(Beginning of Dataset content)

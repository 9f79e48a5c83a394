//! Published SHA3-256 known-answer vectors.

use kryptonsponge::keccak256;
use kryptonsponge::sha3::sha3_512;

fn check(input: &[u8], expected_hex: &str) {
	let expected = hex::decode(expected_hex).unwrap();
	assert_eq!(keccak256(input)[..], expected[..]);
}

#[test]
fn empty_input() {
	check(b"", "a7ffc6f8bf1ed76651c14756a061d662f580ff4de43b49fa82d80a4b80f8434a");
}

#[test]
fn abc() {
	check(b"abc", "3a985da74fe225b2045c172d6bd390bd855f086e3e9d525b46bfe24511431532");
}

#[test]
fn two_block_message() {
	check(
		b"abcdbcdecdefdefgefghfghighijhijkijkljklmklmnlmnomnopnopq",
		"41c0dba2a9d6240849100376a8235e2c82e1b9998a999e21db32dd97496d3376",
	);

	assert_eq!(
		hex::encode(sha3_512(b"abcdbcdecdefdefgefghfghighijhijkijkljklmklmnlmnomnopnopq")),
		"04a371e84ecfb5b8b77cb48610fca8182dd457ce6f326a0fd3d7ec2f1e91636dee691fbe0c985302ba1b0d8dc78c086346b533b49c030d99a27daf1139d6e75e",
	);
}

#[test]
fn rate_boundaries() {
	check(&[0; 135], "7d080d7ba978a75c8a7d1f9be566c859084509c9c2b4928435c225d5777d98e3");
	check(&[0; 136], "e772c9cf9eb9c991cdfcf125001b454fdbc0a95f188d1b4c844aa032ad6e075e");
}

#[test]
fn one_million_a() {
	check(&vec![b'a'; 1_000_000], "5c8875ae474a3634ba4fd55ec85bffd661f32aca75c6d699d0cdcb6c115891c1");
}

#[test]
fn calls_from_many_threads_agree() {
	let expected = keccak256(b"abc");

	let handles: Vec<_> = (0 .. 8)
		.map(|_| std::thread::spawn(|| keccak256(b"abc")))
		.collect();

	for handle in handles {
		assert_eq!(handle.join().unwrap(), expected);
	}
}
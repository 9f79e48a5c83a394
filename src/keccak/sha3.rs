//! An implementation of [SHA-3](https://en.wikipedia.org/wiki/SHA-3).

use super::sponge::{sponge, SpongeParams};

/// Returns the SHA3-224 digest of the byte slice passed to it.
pub fn sha3_224(bytes: &[u8]) -> [u8; 28] {
	sponge(SpongeParams::SHA3_224, bytes)
}

/// Returns the SHA3-256 digest of the byte slice passed to it.
pub fn sha3_256(bytes: &[u8]) -> [u8; 32] {
	sponge(SpongeParams::SHA3_256, bytes)
}

/// Returns the SHA3-384 digest of the byte slice passed to it.
pub fn sha3_384(bytes: &[u8]) -> [u8; 48] {
	sponge(SpongeParams::SHA3_384, bytes)
}

/// Returns the SHA3-512 digest of the byte slice passed to it.
pub fn sha3_512(bytes: &[u8]) -> [u8; 64] {
	sponge(SpongeParams::SHA3_512, bytes)
}

#[cfg(test)]
fn format_hash<I: AsRef<[u8]>>(
	hasher: impl FnOnce(&[u8]) -> I,
	input: &[u8],
) -> String {
	use std::fmt::Write;

	let mut out = String::new();

	for &byte in hasher(input).as_ref() {
		write!(out, "{:>02x}", byte).unwrap();
	}

	out
}

#[test]
fn test_empty_inputs() {
	assert_eq!(
		format_hash(sha3_224, b""),
		"6b4e03423667dbb73b6e15454f0eb1abd4597f9a1b078e3f5b5a6bc7",
	);

	assert_eq!(
		format_hash(sha3_256, b""),
		"a7ffc6f8bf1ed76651c14756a061d662f580ff4de43b49fa82d80a4b80f8434a",
	);

	assert_eq!(
		format_hash(sha3_384, b""),
		"0c63a75b845e4f7d01107d852e4c2485c51a50aaaa94fc61995e71bbee983a2ac3713831264adb47fb6bd1e058d5f004",
	);

	assert_eq!(
		format_hash(sha3_512, b""),
		"a69f73cca23a9ac5c8b567dc185a756e97c982164fe25859e0d1dcc1475c80a615b2123af1f5f94c11e3e9402c3ac558f500199d95b6d3e301758586281dcd26",
	);
}

#[test]
fn test_abc() {
	assert_eq!(
		format_hash(sha3_224, b"abc"),
		"e642824c3f8cf24ad09234ee7d3c766fc9a3a5168d0c94ad73b46fdf",
	);

	assert_eq!(
		format_hash(sha3_256, b"abc"),
		"3a985da74fe225b2045c172d6bd390bd855f086e3e9d525b46bfe24511431532",
	);

	assert_eq!(
		format_hash(sha3_384, b"abc"),
		"ec01498288516fc926459f58e2c6ad8df9b473cb0fc08c2596da7cf0e49be4b298d88cea927ac7f539f1edf228376d25",
	);

	assert_eq!(
		format_hash(sha3_512, b"abc"),
		"b751850b1a57168a5693cd924b6b096e08f621827444f70d884f5d0240d2712e10e116e9192af3c91a7ec57647e3934057340b4cf408d5a56592f8274eec53f0",
	);
}

#[test]
fn test_original_keccak_256() {
	assert_eq!(
		format_hash(|bytes| sponge::<32>(SpongeParams::ORIGINAL_KECCAK_256, bytes), b""),
		"c5d2460186f7233c927e7db2dcc703c0e500b653ca82273b7bfad8045d85a470",
	);
}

(End of Dataset content)

--- The problem ---
Reproduce the whole of the records exactly, so that no line differs from the source above.

--- The answer ---
repository 9f79e48a5c83a394
//! Published SHA3-256 known-answer vectors.

use kryptonsponge::keccak256;
use kryptonsponge::sha3::sha3_512;

fn check(input: &[u8], expected_hex: &str) {
	let expected = hex::decode(expected_hex).unwrap();
	assert_eq!(keccak256(input)[..], expected[..]);
}

#[test]
fn empty_input() {
	check(b"", "a7ffc6f8bf1ed76651c14756a061d662f580ff4de43b49fa82d80a4b80f8434a");
}

#[test]
fn abc() {
	check(b"abc", "3a985da74fe225b2045c172d6bd390bd855f086e3e9d525b46bfe24511431532");
}

#[test]
fn two_block_message() {
	check(
		b"abcdbcdecdefdefgefghfghighijhijkijkljklmklmnlmnomnopnopq",
		"41c0dba2a9d6240849100376a8235e2c82e1b9998a999e21db32dd97496d3376",
	);

	assert_eq!(
		hex::encode(sha3_512(b"abcdbcdecdefdefgefghfghighijhijkijkljklmklmnlmnomnopnopq")),
		"04a371e84ecfb5b8b77cb48610fca8182dd457ce6f326a0fd3d7ec2f1e91636dee691fbe0c985302ba1b0d8dc78c086346b533b49c030d99a27daf1139d6e75e",
	);
}

#[test]
fn rate_boundaries() {
	check(&[0; 135], "7d080d7ba978a75c8a7d1f9be566c859084509c9c2b4928435c225d5777d98e3");
	check(&[0; 136], "e772c9cf9eb9c991cdfcf125001b454fdbc0a95f188d1b4c844aa032ad6e075e");
}

#[test]
fn one_million_a() {
	check(&vec![b'a'; 1_000_000], "5c8875ae474a3634ba4fd55ec85bffd661f32aca75c6d699d0cdcb6c115891c1");
}

#[test]
fn calls_from_many_threads_agree() {
	let expected = keccak256(b"abc");

	let handles: Vec<_> = (0 .. 8)
		.map(|_| std::thread::spawn(|| keccak256(b"abc")))
		.collect();

	for handle in handles {
		assert_eq!(handle.join().unwrap(), expected);
	}
}
repository 9f79e48a5c83a394
filename src/keccak/sha3.rs
//! An implementation of [SHA-3](https://en.wikipedia.org/wiki/SHA-3).

use super::sponge::{sponge, SpongeParams};

/// Returns the SHA3-224 digest of the byte slice passed to it.
pub fn sha3_224(bytes: &[u8]) -> [u8; 28] {
	sponge(SpongeParams::SHA3_224, bytes)
}

/// Returns the SHA3-256 digest of the byte slice passed to it.
pub fn sha3_256(bytes: &[u8]) -> [u8; 32] {
	sponge(SpongeParams::SHA3_256, bytes)
}

/// Returns the SHA3-384 digest of the byte slice passed to it.
pub fn sha3_384(bytes: &[u8]) -> [u8; 48] {
	sponge(SpongeParams::SHA3_384, bytes)
}

/// Returns the SHA3-512 digest of the byte slice passed to it.
pub fn sha3_512(bytes: &[u8]) -> [u8; 64] {
	sponge(SpongeParams::SHA3_512, bytes)
}

#[cfg(test)]
fn format_hash<I: AsRef<[u8]>>(
	hasher: impl FnOnce(&[u8]) -> I,
	input: &[u8],
) -> String {
	use std::fmt::Write;

	let mut out = String::new();

	for &byte in hasher(input).as_ref() {
		write!(out, "{:>02x}", byte).unwrap();
	}

	out
}

#[test]
fn test_empty_inputs() {
	assert_eq!(
		format_hash(sha3_224, b""),
		"6b4e03423667dbb73b6e15454f0eb1abd4597f9a1b078e3f5b5a6bc7",
	);

	assert_eq!(
		format_hash(sha3_256, b""),
		"a7ffc6f8bf1ed76651c14756a061d662f580ff4de43b49fa82d80a4b80f8434a",
	);

	assert_eq!(
		format_hash(sha3_384, b""),
		"0c63a75b845e4f7d01107d852e4c2485c51a50aaaa94fc61995e71bbee983a2ac3713831264adb47fb6bd1e058d5f004",
	);

	assert_eq!(
		format_hash(sha3_512, b""),
		"a69f73cca23a9ac5c8b567dc185a756e97c982164fe25859e0d1dcc1475c80a615b2123af1f5f94c11e3e9402c3ac558f500199d95b6d3e301758586281dcd26",
	);
}

#[test]
fn test_abc() {
	assert_eq!(
		format_hash(sha3_224, b"abc"),
		"e642824c3f8cf24ad09234ee7d3c766fc9a3a5168d0c94ad73b46fdf",
	);

	assert_eq!(
		format_hash(sha3_256, b"abc"),
		"3a985da74fe225b2045c172d6bd390bd855f086e3e9d525b46bfe24511431532",
	);

	assert_eq!(
		format_hash(sha3_384, b"abc"),
		"ec01498288516fc926459f58e2c6ad8df9b473cb0fc08c2596da7cf0e49be4b298d88cea927ac7f539f1edf228376d25",
	);

	assert_eq!(
		format_hash(sha3_512, b"abc"),
		"b751850b1a57168a5693cd924b6b096e08f621827444f70d884f5d0240d2712e10e116e9192af3c91a7ec57647e3934057340b4cf408d5a56592f8274eec53f0",
	);
}

#[test]
fn test_original_keccak_256() {
	assert_eq!(
		format_hash(|bytes| sponge::<32>(SpongeParams::ORIGINAL_KECCAK_256, bytes), b""),
		"c5d2460186f7233c927e7db2dcc703c0e500b653ca82273b7bfad8045d85a470",
	);
}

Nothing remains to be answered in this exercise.